Liking cljdoc? Tell your friends :D

Storage and Indices

Stratum provides persistent columnar data structures with copy-on-write (CoW) semantics, zone map statistics for query optimization, and pluggable storage via Konserve.

PersistentColChunk

The fundamental data container. Wraps a Java heap array (long[] or double[]) with Clojure-style persistent/transient semantics:

;; Create a chunk
(def chunk (chunk/col-chunk-from-seq [1.0 2.0 3.0]))

;; Fork is O(1) - structural sharing
(def forked (chunk/col-chunk-fork chunk))

;; Mutation requires transient mode
(-> chunk
    chunk/col-chunk-transient
    (chunk/col-chunk-set 0 999.0)    ;; CoW: copies on first write
    chunk/col-chunk-persistent!)

CoW behavior:

col-chunk-fork returns a new chunk sharing the same underlying array (increments a reference counter)
First mutation on a shared chunk copies the array, then mutates the copy
Subsequent mutations on the same transient modify in-place (amortized O(1))
col-chunk-persistent! freezes the chunk, preventing further mutation

Default chunk size is 8192 elements (~64KB for doubles), chosen for L2 cache residency.

PersistentColumnIndex

A tree of chunks organized by a persistent sorted set (PSS), providing an ordered columnar index with O(log N) point lookup:

;; Create from data
(def idx (index/index-from-seq (range 1000000)))

;; Point lookup
(index/idx-get idx 42)  ;; => 42.0, O(log chunks)

;; Fork (O(1) structural sharing of tree + chunks)
(def idx2 (index/idx-fork idx))

;; Mutation
(-> idx
    index/idx-transient
    (index/idx-set 42 999.0)  ;; CoW on affected chunk only
    index/idx-persistent!)

Each node in the PSS tree is a ChunkEntry record:

{:chunk-id   [start-idx end-idx]    ;; Position range
 :chunk      <PersistentColChunk>    ;; The data
 :stats      <ChunkStats>}          ;; Per-chunk statistics

The PSS uses weighted navigation: each chunk knows its element count, enabling O(log chunks) positional access.

Insert and Delete

Insert and delete operations use System.arraycopy for efficient in-chunk shifting and maintain incremental statistics:

(-> idx
    index/idx-transient
    (index/idx-insert 500 42.0)     ;; Insert at position 500
    (index/idx-delete 100)          ;; Delete position 100
    index/idx-persistent!)

Chunks split when exceeding max size and merge when falling below min size, maintaining balanced chunk sizes.

ChunkStats and Zone Maps

Every chunk maintains aggregate statistics computed incrementally on mutation:

{:count   8192
 :sum     4.12e7
 :sum-sq  2.07e14
 :min     0.01
 :max     9999.99}

The query engine uses these statistics for zone map pruning - skipping entire chunks that can't contain matching rows.

Standard zone maps (Parquet row group statistics, DuckDB's NumericStatsData) store only min and max per segment, primarily for predicate filter pushdown.

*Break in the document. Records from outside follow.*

//! Cancellation integration tests.
//!
//! Tests verify:
//! - A progress callback returning false stops submission
//! - External tokens cancel a read from another thread or task
//! - Partial results are returned only when configured
//! - Cancelled reads return promptly

use std::sync::atomic::Ordering;
use std::thread;
use std::time::{Duration, Instant};

use tokio_util::sync::CancellationToken;
use wsi_region_reader::{JobState, ReadOutcome, ReadRequest, Rect, RegionReader};

use super::test_utils::{gray_decoder, pattern, settings, Probe, ProbeDecoder};

fn slow_reader(delay_ms: u64, keep_partial: bool) -> (RegionReader<ProbeDecoder>, std::sync::Arc<Probe>) {
    let probe = Probe::new().delay(Duration::from_millis(delay_ms));
    let (decoder, probe) = ProbeDecoder::new(gray_decoder(128, 128), probe);
    let reader = RegionReader::with_settings(
        decoder,
        settings(2)
            .with_queue_capacity(2)
            .with_keep_partial_on_cancel(keep_partial),
    )
    .unwrap();
    (reader, probe)
}

fn request() -> ReadRequest {
    // 64 tiles
    ReadRequest::new(Rect::new(0, 0, 128, 128)).with_tile_size(16, 16)
}

#[test]
fn test_progress_callback_cancels() {
    let (reader, probe) = slow_reader(5, false);
    let started = Instant::now();

    let outcome = reader
        .read_region::<u8, _>(&request(), |done, _| done < 4)
        .unwrap();

    assert!(outcome.is_cancelled());
    let report = outcome.report();
    assert_eq!(report.state, JobState::Cancelled);
    assert_eq!(report.tiles_total, 64);
    assert!(report.tiles_completed >= 4);
    assert!(report.tiles_completed < 64);
    assert_eq!(
        report.tiles_skipped,
        report.tiles_total - report.tiles_completed - report.tiles_failed
    );
    // only in-flight and already queued work may still have been decoded
    assert!(probe.reads() < 32);
    assert!(started.elapsed() < Duration::from_secs(5));
    assert!(outcome.into_image().is_none());
}

#[test]
fn test_no_progress_calls_after_cancel() {
    let (reader, _probe) = slow_reader(2, false);
    let mut calls_after_cancel = 0;
    let mut cancelled = false;

    let outcome = reader
        .read_region::<u8, _>(&request(), |done, _| {
            if cancelled {
                calls_after_cancel += 1;
            }
            cancelled = done >= 2;
            !cancelled
        })
        .unwrap();

    assert!(outcome.is_cancelled());
    assert_eq!(calls_after_cancel, 0);
}

#[test]
fn test_partial_result_kept_when_configured() {
    let (reader, _probe) = slow_reader(5, true);

    let outcome = reader
        .read_region::<u8, _>(&request(), |done, _| done < 8)
        .unwrap();

    let ReadOutcome::Cancelled { report, partial } = outcome else {
        panic!("expected a cancelled read");
    };
    let partial = partial.expect("partial image is kept");
    assert_eq!((partial.width(), partial.height()), (128, 128));
    assert_eq!(partial.report().state, JobState::Cancelled);

    // completed tiles carry source data, the rest stays zero
    let source = pattern(128, 128, 0);
    let plane = partial.channel(0).unwrap();
    let written = plane.iter().filter(|&&v| v != 0).count();
    assert_eq!(written, report.tiles_completed * 16 * 16);
    assert!(plane
        .iter()
        .zip(&source)
        .all(|(&got, &want)| got == 0 || got == want));
}

#[test]
fn test_external_token_from_thread() {
    let (reader, probe) = slow_reader(5, false);
    let token = CancellationToken::new();

    let canceller = {
        let token = token.clone();
        thread::spawn(move || {
            thread::sleep(Duration::from_millis(30));
            token.cancel();
        })
    };

    let outcome = reader
        .read_region_with_token::<u8, _>(&request(), &token, |_, _| true)
        .unwrap();
    canceller.join().unwrap();

    assert!(outcome.is_cancelled());
    assert!(probe.reads.load(Ordering::SeqCst) < 64);
}

#[test]
fn test_cancelled_token_is_not_reused_across_reads() {
    let (reader, _probe) = slow_reader(0, false);

    let cancelled = reader
        .read_region::<u8, _>(&request(), |_, _| false)
        .unwrap();
    assert!(cancelled.is_cancelled());

    // a fresh read is not affected by the previous cancellation
    let complete = reader.read_region::<u8, _>(&request(), |_, _| true).unwrap();
    assert!(!complete.is_cancelled());
    assert_eq!(complete.report().tiles_completed, 64);
}

#[tokio::test]
async fn test_interrupt_task_cancels_blocking_read() {
    let (reader, _probe) = slow_reader(5, false);
    let token = CancellationToken::new();

    let interrupt = {
        let token = token.clone();
        tokio::spawn(async move {
            tokio::time::sleep(Duration::from_millis(30)).await;
            token.cancel();
        })
    };

    let read_token = token.clone();
    let outcome = tokio::task::spawn_blocking(move || {
        reader.read_region_with_token::<u8, _>(&request(), &read_token, |_, _| true)
    })
    .await
    .unwrap()
    .unwrap();
    interrupt.await.unwrap();

    assert!(outcome.is_cancelled());
    assert_eq!(outcome.report().state, JobState::Cancelled);
    assert!(token.is_cancelled());
}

Stratum extends this with per-chunk sum and sum-of-squares, following the approach of Apache ORC ColumnStatistics. The addition of sum and count enables a wider class of aggregates to short-circuit without scanning row data - a capability not present in DuckDB, which must do a full scan for COUNT(*), SUM, or AVG even without a WHERE clause.

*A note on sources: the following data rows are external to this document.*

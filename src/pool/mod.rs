//! Bounded resource pools.
//!
//! Both pools used by a region read, decoder handles and tile work buffers,
//! share one mechanism: a LIFO stack of idle items that grows lazily up to a
//! fixed capacity. When the stack is empty and the capacity is reached, a
//! borrower blocks on a condition variable until an item is returned or the
//! acquire timeout expires.
//!
//! ```text
//! acquire ──► idle item? ──yes──► hand out
//!                │ no
//!                ▼
//!         below capacity? ──yes──► create (outside the lock) ──► hand out
//!                │ no
//!                ▼
//!         wait for release (until deadline) ──► retry
//! ```
//!
//! Pools live for one region read and are cleared at the end of it.

mod buffer;
mod reader;

pub use buffer::{BufferPool, BufferShape, PooledBuffer, WorkBuffer};
pub use reader::{BoundTarget, PooledReader, ReaderPool};

use std::time::{Duration, Instant};

use parking_lot::{Condvar, Mutex};
use tracing::debug;

/// Why an acquire did not produce an item.
#[derive(Debug)]
pub(crate) enum AcquireError<E> {
    /// Capacity reached and nothing was released before the deadline
    Timeout(Duration),
    /// The factory failed while growing the pool
    Create(E),
}

struct PoolState<T> {
    idle: Vec<T>,
    created: usize,
}

/// Lazily growing LIFO pool with a hard capacity.
pub(crate) struct ResourcePool<T> {
    name: &'static str,
    capacity: usize,
    state: Mutex<PoolState<T>>,
    released: Condvar,
}

impl<T> ResourcePool<T> {
    pub(crate) fn new(name: &'static str, capacity: usize) -> Self {
        Self {
            name,
            capacity: capacity.max(1),
            state: Mutex::new(PoolState {
                idle: Vec::with_capacity(capacity),
                created: 0,
            }),
            released: Condvar::new(),
        }
    }

    pub(crate) fn name(&self) -> &'static str {
        self.name
    }

    pub(crate) fn capacity(&self) -> usize {
        self.capacity
    }

    /// Number of items created so far, idle or borrowed.
    pub(crate) fn created(&self) -> usize {
        self.state.lock().created
    }

    pub(crate) fn idle(&self) -> usize {
        self.state.lock().idle.len()
    }

    /// Take an idle item, create one if below capacity, or wait.
    ///
    /// `create` runs without the pool lock held; a failed creation gives its
    /// slot back so another borrower may try again.
    pub(crate) fn acquire<E>(
        &self,
        timeout: Duration,
        create: impl FnOnce() -> Result<T, E>,
    ) -> Result<T, AcquireError<E>> {
        let deadline = Instant::now() + timeout;
        let mut state = self.state.lock();

        loop {
            if let Some(item) = state.idle.pop() {
                return Ok(item);
            }

            if state.created < self.capacity {
                state.created += 1;
                let created = state.created;
                drop(state);

                return match create() {
                    Ok(item) => {
                        debug!(pool = self.name, created, capacity = self.capacity, "Pool grew");
                        Ok(item)
                    }
                    Err(err) => {
                        self.state.lock().created -= 1;
                        self.released.notify_one();
                        Err(AcquireError::Create(err))
                    }
                };
            }

            if self.released.wait_until(&mut state, deadline).timed_out()
                && state.idle.is_empty()
                && state.created >= self.capacity
            {
                return Err(AcquireError::Timeout(timeout));
            }
        }
    }

    /// Return an item. Items are never discarded on release.
    pub(crate) fn release(&self, item: T) {
        self.state.lock().idle.push(item);
        self.released.notify_one();
    }

    /// Drop every idle item and return how many were dropped.
    pub(crate) fn clear(&self) -> usize {
        let mut state = self.state.lock();
        let dropped = state.idle.len();
        state.idle.clear();
        state.created -= dropped;
        dropped
    }
}

// =============================================================================
// Tests
// =============================================================================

Three-Way Chunk Classification

For each predicate, chunks are classified into three categories:

Category	Condition	Action
Skip	No values can match (e.g., `min > threshold` for `< threshold`)	Skip entirely
Stats-only	All values match (e.g., `max < threshold` for `< threshold`)	Use chunk stats for SUM/COUNT/MIN/MAX
SIMD	Some values may match	Process with full SIMD evaluation

Zone map predicates in stats.clj:

;; Can any value in this chunk satisfy (< col threshold)?
(zone-may-contain-lt? stats threshold)
;; => true if stats.min < threshold

;; Do ALL values satisfy (< col threshold)?
(zone-fully-inside-lt? stats threshold)
;; => true if stats.max < threshold (all values match)

Stats-Only Aggregation

When all chunks in a query are classified as stats-only (all values match all predicates), aggregation results can be computed directly from ChunkStats:

SUM: Sum of per-chunk sums
COUNT: Sum of per-chunk counts
MIN: Min of per-chunk mins
MAX: Max of per-chunk maxes

This provides O(chunks) aggregation instead of O(N).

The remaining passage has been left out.